Dataset entries →
*** Block opens ***

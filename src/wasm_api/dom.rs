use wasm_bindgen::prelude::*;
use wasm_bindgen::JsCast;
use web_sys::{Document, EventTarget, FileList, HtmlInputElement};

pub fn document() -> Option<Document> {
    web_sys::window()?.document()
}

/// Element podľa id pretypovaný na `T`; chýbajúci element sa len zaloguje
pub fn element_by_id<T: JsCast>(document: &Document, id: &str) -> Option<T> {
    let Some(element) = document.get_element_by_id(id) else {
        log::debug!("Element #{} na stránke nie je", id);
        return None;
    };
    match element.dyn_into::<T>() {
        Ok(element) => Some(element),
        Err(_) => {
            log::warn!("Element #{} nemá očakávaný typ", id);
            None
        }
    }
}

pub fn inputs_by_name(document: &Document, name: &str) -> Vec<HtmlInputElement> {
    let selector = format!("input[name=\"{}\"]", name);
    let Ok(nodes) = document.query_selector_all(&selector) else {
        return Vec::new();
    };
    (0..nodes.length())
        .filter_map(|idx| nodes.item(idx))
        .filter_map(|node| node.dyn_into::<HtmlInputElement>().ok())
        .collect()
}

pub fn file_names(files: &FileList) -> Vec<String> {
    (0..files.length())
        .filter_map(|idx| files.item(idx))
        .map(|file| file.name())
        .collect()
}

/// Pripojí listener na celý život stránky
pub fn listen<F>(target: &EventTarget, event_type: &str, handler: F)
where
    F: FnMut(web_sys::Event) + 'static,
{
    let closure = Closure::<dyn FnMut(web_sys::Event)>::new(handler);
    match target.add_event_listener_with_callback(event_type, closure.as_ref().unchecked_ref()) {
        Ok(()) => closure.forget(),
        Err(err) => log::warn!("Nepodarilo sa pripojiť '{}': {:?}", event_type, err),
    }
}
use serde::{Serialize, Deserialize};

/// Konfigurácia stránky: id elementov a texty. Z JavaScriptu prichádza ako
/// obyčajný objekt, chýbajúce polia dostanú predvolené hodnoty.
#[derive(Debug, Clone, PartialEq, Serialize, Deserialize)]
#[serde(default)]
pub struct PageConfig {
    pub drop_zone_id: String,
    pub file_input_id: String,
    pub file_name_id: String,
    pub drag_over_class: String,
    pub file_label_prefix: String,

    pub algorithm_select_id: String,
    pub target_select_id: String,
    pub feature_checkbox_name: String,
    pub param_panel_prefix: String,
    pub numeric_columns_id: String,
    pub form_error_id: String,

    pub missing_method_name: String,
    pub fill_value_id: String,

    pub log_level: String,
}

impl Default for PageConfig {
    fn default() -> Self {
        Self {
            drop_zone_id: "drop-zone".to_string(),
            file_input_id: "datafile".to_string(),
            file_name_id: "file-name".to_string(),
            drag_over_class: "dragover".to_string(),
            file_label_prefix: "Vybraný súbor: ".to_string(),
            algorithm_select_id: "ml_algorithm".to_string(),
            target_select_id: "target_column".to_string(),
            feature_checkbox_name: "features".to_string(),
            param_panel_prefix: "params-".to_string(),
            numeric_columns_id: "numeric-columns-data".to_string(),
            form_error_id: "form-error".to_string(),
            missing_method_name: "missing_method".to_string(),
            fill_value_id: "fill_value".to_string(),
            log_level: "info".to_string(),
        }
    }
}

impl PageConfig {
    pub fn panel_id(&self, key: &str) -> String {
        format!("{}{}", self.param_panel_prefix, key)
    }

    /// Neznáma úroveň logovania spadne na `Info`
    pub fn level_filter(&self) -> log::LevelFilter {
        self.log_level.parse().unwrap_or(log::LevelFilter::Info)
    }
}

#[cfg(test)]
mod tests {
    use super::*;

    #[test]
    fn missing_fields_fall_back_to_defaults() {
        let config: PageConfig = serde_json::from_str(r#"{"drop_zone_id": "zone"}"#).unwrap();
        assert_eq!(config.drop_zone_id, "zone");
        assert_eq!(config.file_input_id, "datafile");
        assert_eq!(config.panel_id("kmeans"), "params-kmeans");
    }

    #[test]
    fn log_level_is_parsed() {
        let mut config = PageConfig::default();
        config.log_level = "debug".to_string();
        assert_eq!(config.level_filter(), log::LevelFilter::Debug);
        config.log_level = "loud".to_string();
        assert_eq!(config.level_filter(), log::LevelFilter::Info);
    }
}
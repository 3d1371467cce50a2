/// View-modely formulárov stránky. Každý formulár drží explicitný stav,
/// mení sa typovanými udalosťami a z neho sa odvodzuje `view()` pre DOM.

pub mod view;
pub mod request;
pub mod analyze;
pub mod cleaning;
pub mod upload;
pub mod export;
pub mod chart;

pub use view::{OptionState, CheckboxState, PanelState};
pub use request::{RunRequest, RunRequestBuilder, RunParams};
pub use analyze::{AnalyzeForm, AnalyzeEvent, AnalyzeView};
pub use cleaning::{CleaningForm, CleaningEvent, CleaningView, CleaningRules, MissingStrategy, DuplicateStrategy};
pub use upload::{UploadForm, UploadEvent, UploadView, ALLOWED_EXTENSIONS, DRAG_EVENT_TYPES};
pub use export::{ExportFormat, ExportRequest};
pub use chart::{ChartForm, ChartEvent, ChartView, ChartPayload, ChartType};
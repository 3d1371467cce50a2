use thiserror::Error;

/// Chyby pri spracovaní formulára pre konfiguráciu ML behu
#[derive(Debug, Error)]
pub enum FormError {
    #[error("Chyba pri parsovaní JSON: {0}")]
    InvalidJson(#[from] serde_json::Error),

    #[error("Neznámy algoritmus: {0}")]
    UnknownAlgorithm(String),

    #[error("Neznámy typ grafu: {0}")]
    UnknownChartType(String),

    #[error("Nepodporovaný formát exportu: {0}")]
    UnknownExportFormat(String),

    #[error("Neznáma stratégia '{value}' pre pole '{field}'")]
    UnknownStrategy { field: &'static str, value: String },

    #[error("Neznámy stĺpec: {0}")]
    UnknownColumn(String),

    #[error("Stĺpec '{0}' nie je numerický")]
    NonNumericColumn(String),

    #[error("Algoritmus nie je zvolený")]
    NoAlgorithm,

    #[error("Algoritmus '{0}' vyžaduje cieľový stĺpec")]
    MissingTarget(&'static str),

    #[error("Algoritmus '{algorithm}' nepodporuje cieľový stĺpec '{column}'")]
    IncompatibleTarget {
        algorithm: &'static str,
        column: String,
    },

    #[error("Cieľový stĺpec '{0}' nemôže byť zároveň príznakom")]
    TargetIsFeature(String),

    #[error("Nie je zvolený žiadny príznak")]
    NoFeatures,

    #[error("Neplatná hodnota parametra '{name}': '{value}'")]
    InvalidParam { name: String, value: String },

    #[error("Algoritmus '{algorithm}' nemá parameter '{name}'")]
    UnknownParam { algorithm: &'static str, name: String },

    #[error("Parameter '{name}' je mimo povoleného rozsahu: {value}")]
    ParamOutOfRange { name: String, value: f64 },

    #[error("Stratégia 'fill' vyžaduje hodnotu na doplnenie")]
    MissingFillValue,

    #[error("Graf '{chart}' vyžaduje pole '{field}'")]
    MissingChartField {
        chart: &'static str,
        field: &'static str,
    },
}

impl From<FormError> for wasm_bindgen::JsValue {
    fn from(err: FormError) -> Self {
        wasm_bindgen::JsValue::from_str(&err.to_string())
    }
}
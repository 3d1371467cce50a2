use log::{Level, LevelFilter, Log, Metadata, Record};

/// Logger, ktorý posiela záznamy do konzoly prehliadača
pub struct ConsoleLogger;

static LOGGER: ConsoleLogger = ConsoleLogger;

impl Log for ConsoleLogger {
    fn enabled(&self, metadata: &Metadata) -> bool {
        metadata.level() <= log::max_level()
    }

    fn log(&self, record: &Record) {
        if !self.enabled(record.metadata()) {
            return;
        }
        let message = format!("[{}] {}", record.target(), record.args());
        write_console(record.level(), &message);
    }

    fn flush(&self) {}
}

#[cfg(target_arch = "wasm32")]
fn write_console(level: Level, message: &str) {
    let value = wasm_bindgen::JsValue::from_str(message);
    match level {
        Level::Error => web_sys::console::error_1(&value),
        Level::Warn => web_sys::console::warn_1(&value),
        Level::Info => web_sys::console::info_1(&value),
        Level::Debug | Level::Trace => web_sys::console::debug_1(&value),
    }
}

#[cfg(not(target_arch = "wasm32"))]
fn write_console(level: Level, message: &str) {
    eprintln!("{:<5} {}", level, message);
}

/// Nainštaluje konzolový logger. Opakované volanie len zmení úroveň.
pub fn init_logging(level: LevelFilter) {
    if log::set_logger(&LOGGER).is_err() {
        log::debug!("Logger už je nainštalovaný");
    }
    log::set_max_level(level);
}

*** Block closes ***

Goal of the exercise → Lines above with "FileList": state how many, nothing more.

Final answer → 2